沢から移った明音寺 所在地:箕輪町
『伊那の古城』篠田徳登より 昭和39〜44年執筆
有名な王墓は西に向いているというが、その南に明音禅寺が沢から移ってここに開基され、今日まで続いている。[p35]
(大出)古城の城主坂西系の大出氏が亡びたのは南北朝時代のことで、想像するならば、この時の合戦で沢村は殆んどかい滅、四散おびただしい人骨などはこの時の所産であろうか、今は無縁仏の供養碑が立っている。この上の原は蓮台といい、共同墓地となっている。[p60-61]
建武年間 [1334-1336] 、木曽又太郎家村、権兵衛の峠をこえて伊那に侵入、大出殿討死。ここにあった月照山金剛寺は大出氏と松島氏の位牌所であったが、焼きはらわれてのちに松島に移って、今は金剛山明音寺となって存在している。[p61]
『箕輪町歴史行脚』小川竜骨より 昭和54年 1979年 出版(原文は詩調)
(沢の)西村小路の東西に 大六天社 金剛寺 盲神堂(めくらがみどう) 弥陀畑 弥陀寺の跡を訪(おとな)へば 古びし石の幾佛
淵の深さは幾ばくぞ 観音堂お釣鐘が底に沈むと伝はれり [p1]
管理人考 2015
沢の「西村小路」の東と西に「大六天社」「金剛寺」「盲神堂」「弥陀寺」という神社仏閣が存在したようである。しかし現在は存在しない。建武年間 [1334-1336] 、木曽又太郎家村の侵入によって坂西氏が討死した際に、集落ごと壊滅したので、その時に破壊されたのだろうか。金剛寺は「月照山金剛寺」のことと思われ、後に松島に移り「金剛山明音寺」となって宗派などの変更があったのではないか。

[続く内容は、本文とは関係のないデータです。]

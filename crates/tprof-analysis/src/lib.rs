//! Analysis core shared by the tprof instrumentation tools.
//!
//! The core consumes the [`tprof_syntax::TranslationUnit`] produced by the
//! front end and never touches grammar-specific node names. Its components,
//! leaves first:
//!
//! - [`SpanResolver`] recovers insertion offsets by a bounded byte scan of
//!   the raw text.
//! - [`classify`] views a statement as a loop, conditional, call or other.
//! - [`walk`] visits a body's descendants depth-first in source order.
//! - [`EditBuffer`] holds insertions and applies them once to the original
//!   text.
//! - [`BraceGuardEngine`] and [`StructuralExtractor`] are the two
//!   [`FunctionPass`] implementations.
//! - [`FunctionUnitDriver`] selects the definitions in the main file and
//!   runs a pass over each, handing results to a [`RecordSink`].
//!
//! ```ignore
//! let unit = TranslationUnit::parse("loop.c", source, SupportedLanguage::C)?;
//! let mut engine = BraceGuardEngine::new();
//! let report = FunctionUnitDriver::new(&unit).run(&mut engine, &mut DiscardSink);
//! let outcome = engine.finish(unit.sources().main_file().text())?;
//! ```

mod classify;
mod driver;
mod edit;
mod error;
mod extract;
mod guard;
mod span;
mod walk;

pub use classify::{Classified, LoopKind, classify, is_conditional};
pub use driver::{
    DiscardSink, DriverReport, FunctionFailure, FunctionPass, FunctionUnit, FunctionUnitDriver,
    RecordSink,
};
pub use edit::{Edit, EditBuffer};
pub use error::{AnalysisError, EditError, SpanError};
pub use extract::{Fact, FunctionRecord, StructuralExtractor};
pub use guard::{BraceGuardEngine, CLOSE_GUARD, GuardOutcome, OPEN_GUARD, Unprocessable};
pub use span::{Direction, SpanResolver};
pub use walk::walk;

#[cfg(test)]
mod tests;
//! Behaviour-driven development (BDD) step definitions for tprof-syntax scenarios.

use std::cell::RefCell;
use std::str::FromStr;

use rstest::fixture;
use rstest_bdd_macros::{given, scenario, then, when};

use crate::{NameMangler, Stmt, StmtKind, SupportedLanguage, SyntaxError, TranslationUnit};

// =============================================================================
// Test World
// =============================================================================

/// State shared across BDD steps.
#[derive(Default)]
struct TestWorld {
    /// Language for the source under test.
    language: Option<SupportedLanguage>,
    /// Source text to parse.
    source: String,
    /// Parse outcome.
    result: Option<Result<TranslationUnit, SyntaxError>>,
}

impl TestWorld {
    fn unit(&self) -> &TranslationUnit {
        match self.result.as_ref() {
            Some(Ok(unit)) => unit,
            Some(Err(err)) => panic!("parse failed: {err}"),
            None => panic!("source should be parsed first"),
        }
    }
}

#[fixture]
fn world() -> RefCell<TestWorld> {
    RefCell::new(TestWorld::default())
}

/// Strips surrounding double quotes from a string if present.
fn strip_quotes(s: &str) -> &str {
    s.trim_matches('"')
}

fn loop_keywords(stmt: &Stmt, out: &mut Vec<&'static str>) {
    for child in stmt.children().iter().flatten() {
        match child.kind() {
            StmtKind::For { .. } | StmtKind::RangeFor { .. } => out.push("for"),
            StmtKind::While { .. } => out.push("while"),
            StmtKind::Do { .. } => out.push("do"),
            _ => {}
        }
        loop_keywords(child, out);
    }
}

// =============================================================================
// Given Steps
// =============================================================================

#[given("language {language}")]
fn given_language(world: &RefCell<TestWorld>, language: String) {
    let mut w = world.borrow_mut();
    w.language = Some(SupportedLanguage::from_str(strip_quotes(&language)).expect("language"));
}

#[given("source code {code}")]
fn given_source(world: &RefCell<TestWorld>, code: String) {
    let mut w = world.borrow_mut();
    w.source = strip_quotes(&code).replace("\\n", "\n");
}

// =============================================================================
// When Steps
// =============================================================================

#[when("the source is parsed")]
fn when_parsed(world: &RefCell<TestWorld>) {
    let mut w = world.borrow_mut();
    let language = w.language.expect("language should be set");
    let result = TranslationUnit::parse("scenario", w.source.clone(), language);
    w.result = Some(result);
}

// =============================================================================
// Then Steps
// =============================================================================

#[then("parsing succeeds")]
fn then_parsing_succeeds(world: &RefCell<TestWorld>) {
    let w = world.borrow();
    let _ = w.unit();
}

#[then("{count} functions are found")]
fn then_function_count(world: &RefCell<TestWorld>, count: usize) {
    let w = world.borrow();
    assert_eq!(w.unit().functions().len(), count);
}

#[then("{count} of them has a body")]
fn then_body_count(world: &RefCell<TestWorld>, count: usize) {
    let w = world.borrow();
    let with_body = w
        .unit()
        .functions()
        .iter()
        .filter(|f| f.body().is_some())
        .count();
    assert_eq!(with_body, count);
}

#[then("the body of {name} contains the loops {loops}")]
fn then_loops(world: &RefCell<TestWorld>, name: String, loops: String) {
    let w = world.borrow();
    let wanted = strip_quotes(&name);
    let function = w
        .unit()
        .functions()
        .iter()
        .find(|f| f.name() == wanted)
        .expect("function should exist");
    let mut found = Vec::new();
    loop_keywords(function.body().expect("body"), &mut found);
    assert_eq!(found.join(","), strip_quotes(&loops));
}

#[then("parsing fails with an error on line {line}")]
fn then_parse_fails(world: &RefCell<TestWorld>, line: u32) {
    let w = world.borrow();
    match w.result.as_ref() {
        Some(Err(SyntaxError::InvalidSource { line: actual, .. })) => assert_eq!(*actual, line),
        other => panic!("expected invalid source, got {other:?}"),
    }
}

#[then("the stable names are {names}")]
fn then_stable_names(world: &RefCell<TestWorld>, names: String) {
    let w = world.borrow();
    let unit = w.unit();
    let mangler = NameMangler::new(unit.language());
    let actual: Vec<String> = unit
        .functions()
        .iter()
        .map(|f| mangler.stable_name(f))
        .collect();
    assert_eq!(actual.join(","), strip_quotes(&names));
}

// =============================================================================
// Scenario Bindings
// =============================================================================

#[scenario(
    path = "tests/features/tprof_syntax.feature",
    name = "Definitions in the main file are listed with their bodies"
)]
fn definitions_listed(world: RefCell<TestWorld>) {
    let _ = world;
}

#[scenario(
    path = "tests/features/tprof_syntax.feature",
    name = "Loops are tagged with their kind"
)]
fn loops_tagged(world: RefCell<TestWorld>) {
    let _ = world;
}

#[scenario(
    path = "tests/features/tprof_syntax.feature",
    name = "Syntax errors reject the file"
)]
fn syntax_errors_reject(world: RefCell<TestWorld>) {
    let _ = world;
}

#[scenario(
    path = "tests/features/tprof_syntax.feature",
    name = "Overloads get distinct identifiers"
)]
fn overloads_distinct(world: RefCell<TestWorld>) {
    let _ = world;
}

#[scenario(
    path = "tests/features/tprof_syntax.feature",
    name = "C functions keep their plain names"
)]
fn c_plain_names(world: RefCell<TestWorld>) {
    let _ = world;
}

明音寺のホームページでは「曹洞宗 明音寺」となっており、享保三年 [1530] に開山となっている。どこかのタイミングで一度断絶したのか、宗派がかわったのか、詳細は調べる必要あり。
「曹洞宗 明音寺」歴史 明音寺ホームページより
明音寺の歴史 明音寺は享禄3年 [1530] 、松島城主小笠原氏が開基となり、静岡市清水の真珠院3世大仲霊乗大和尚を勧請し開山されました。本尊は城主が深く崇敬していた室町時代作の弥勒菩薩坐像です。末寺は明光寺、真福寺、守桂寺、正全寺、秋葉寺の5ヶ寺です。上写真の山門(楼門)は享保3年 [1718] に建立されたもので、当地方を代表する山門として、箕輪町の有形文化財(町宝)に指定されております。山門額には江戸時代に当山を祈願所としていた公家富小路家より賜った「獅子吼琳」の号が掲げられております。
『松島氏の墓域 現地案内板 箕輪町教育委員会』より 昭和52年 [1977]
この地は松島城跡で、城域はもとは東西約二百メートル、南北約三百メートルにおよぶ規模をもっていた。墓は、城域の中央やや西北にあたり、二基のうち一基の角柱墓石には
享禄辛卯四年七月十五日卒(一五三一)[1531]
金剛院殿庭岩宗雪大居士
前松島城主対馬守頼実公墓
とあるが、これは小笠原家譜によると、明音寺を開創した松島氏二世政行のことであり、その左にある自然石の墓碑は、弘治二年(一五五六)[1556] に没した三世貞実のものである。
松島氏は小笠原信濃守長清の末葉で、小県郡からこの地に来て土地の名をとり松島氏を名乗ったと伝えられ、この墓は江戸時代の中ごろ、明音寺の住職が造ったものである。